The sale was attended by a goodly company of book-collectors and book-readers. All the works brought fair prices, and were purchased by (or for) persons in various parts of the country. Among the bidders were (I am told) Geoffrey Crayon,—Mr. Sparrowgrass,—Clark, of the "Knickerbocker" magazine,—that lover of the angle and true disciple of Izaak Walton, the late Rev. Dr. Bethune,—Burton, the comedian,—and other well-known authors, actors, and divines. The black-letter Chaucer—Speght's edition, folio, London, 1598,—the identical copy spoken of by Elia in his letter to Ainsworth, the novelist—was knocked down to Burton for twenty-five dollars. I know not who was the fortunate purchaser of "The Works of Margaret Cavendish, Duchess of Newcastle,"—an especial favorite of Lamb's. Neither do I know the name of the buyer of "The Works of Michael Drayton." They brought twenty-eight dollars. A number of volumes (one of them my correspondent opines was "The Dunciad," variorum edition) were bought by an enthusiastic lover of Elia who came all the way from St. Louis on purpose to attend this auction. The English nation should have purchased Lamb's library. But instead of comfortably filling an alcove or two in the British Museum, it crossed the Atlantic and was widely scattered over the United States of America. Will it ever be brought together again? Ah, me! such things do not happen in the annals of books.

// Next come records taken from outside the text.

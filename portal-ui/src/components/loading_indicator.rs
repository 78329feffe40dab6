//! Markup targeted by the loading indicator controller

use dioxus::prelude::*;
use portal_common::IndicatorConfig;

/// Container and dots span, looked up by id when the indicator toggles.
///
/// Starts hidden; the controller owns its display and text from then on, so
/// nothing here is reactive.
#[component]
pub fn LoadingIndicatorView(
    /// Override the element ids (defaults match `IndicatorConfig::default()`)
    #[props(default)]
    config: Option<IndicatorConfig>,
) -> Element {
    let config = config.unwrap_or_default();

    rsx! {
        div {
            id: "{config.container_id}",
            class: "loading-indicator",
            style: "display: none;",
            role: "status",
            "Loading"
            span { id: "{config.dots_id}" }
        }
    }
}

'Tis no wonder that the old blind scholar, Bardo de' Bardi, in George Eliot's grand story of "Romola," knowing as he did the usual fate of private libraries, manifested a constant fear that his noble collection of books would be merged in some other library after his death. Every generous soul must heartily despise Tito Melema for basely disposing of Bardo's library for lucre. There are plenty of good people, however, who would uphold him in that transaction. Indeed, do not most of us with unseemly haste and unnatural greed dispose of the effects of our deceased friends and relations? The funeral is hardly over before we begin to get ready for the auction. "I preserve," says Montaigne, "a bit of writing, a seal, a prayer-book, a particular sword, that has been used by my friends and predecessors, and have not thrown the long staves my father carried in his hand out of my closet." If the essayist lived in these days, and followed the customs that now obtain, he would send the sword and the staves, along with the other useless and (to him) worthless tokens and remembrancers of the dead and gone Montaignes, to the auction-room, and cheerfully pocket the money they brought.

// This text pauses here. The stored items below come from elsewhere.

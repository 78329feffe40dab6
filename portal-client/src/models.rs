use serde::{Deserialize, Serialize};

/// A recorded workout, as listed by `GET /activities`.
#[derive(Debug, Clone, PartialEq, Serialize, Deserialize)]
pub struct Activity {
    pub id: i64,
    pub activity_type: String,
    pub distance_meters: f64,
    pub duration_seconds: i64,
    /// RFC 3339 timestamp
    pub activity_date: String,
}

/// Body for `POST /activities`. The backend echoes it back on success.
#[derive(Debug, Clone, PartialEq, Serialize, Deserialize)]
pub struct NewActivity {
    pub activity_type: String,
    pub distance_meters: f64,
    pub duration_seconds: i64,
    pub activity_date: String,
}

#[derive(Debug, Clone, PartialEq, Serialize, Deserialize)]
pub struct Tournament {
    pub id: i64,
    pub tournament_name: String,
    pub game: String,
    pub placement: i32,
    /// `YYYY-MM-DD`
    pub tournament_date: String,
}

/// Random piece from the museum collection, via `GET /art/random`.
#[derive(Debug, Clone, PartialEq, Serialize, Deserialize)]
pub struct Artwork {
    pub title: String,
    pub artist: String,
    pub date_display: String,
    pub image_url: String,
}
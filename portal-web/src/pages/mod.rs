mod dashboard;
mod layout;
mod log_activity;

pub use dashboard::Dashboard;
pub use layout::AppLayout;
pub use log_activity::LogActivity;
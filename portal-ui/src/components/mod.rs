mod activity_form;
mod activity_list;
mod artwork_card;
mod loading_indicator;
mod panel;
mod tournament_list;

pub use activity_form::ActivityFormView;
pub use activity_list::ActivityList;
pub use artwork_card::ArtworkCard;
pub use loading_indicator::LoadingIndicatorView;
pub use panel::{PanelMessage, PanelView};
pub use tournament_list::TournamentList;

Thackeray had been dead but a few weeks when a scene similar to the one he has so truthfully described in the seventeenth chapter of "Vanity Fair" occurred at his own late residence. The voice of "Mr. Hammerdown" was heard in the house, and the rooms were filled with a motley crowd of auction-haunters and relic-hunters, (among whom, of course, were Mr. Davids and Mr. Moses,)—a rabble-rout of thoughtless and unfeeling men and women, eager to get an "inside view" of the home of the great satirist. The wine in his cellars,—the pictures upon his walls,—the books in his library,—the old "cane-bottomed chair" in which he sat while writing many of his best works, and which he has immortalized in a fine ballad,—the gifts of kind friends, liberal publishers, and admiring readers,—yea, his house itself, and the land it stands on,—passed under the hammer of the auctioneer. O good white head, low lying in the dust of Kensal Green! it matters little to thee now what becomes of the red brick mansion built so lovingly in the style of Queen Anne's time, and filled with such admirable taste from cellar to roof; but many a pilgrim from these shores will step aside from the roar of London and pay a tribute of remembrance to the house where lived and died the author of "Henry Esmond" and "Vanity Fair."

* * * * *

THE RIDE TO CAMP.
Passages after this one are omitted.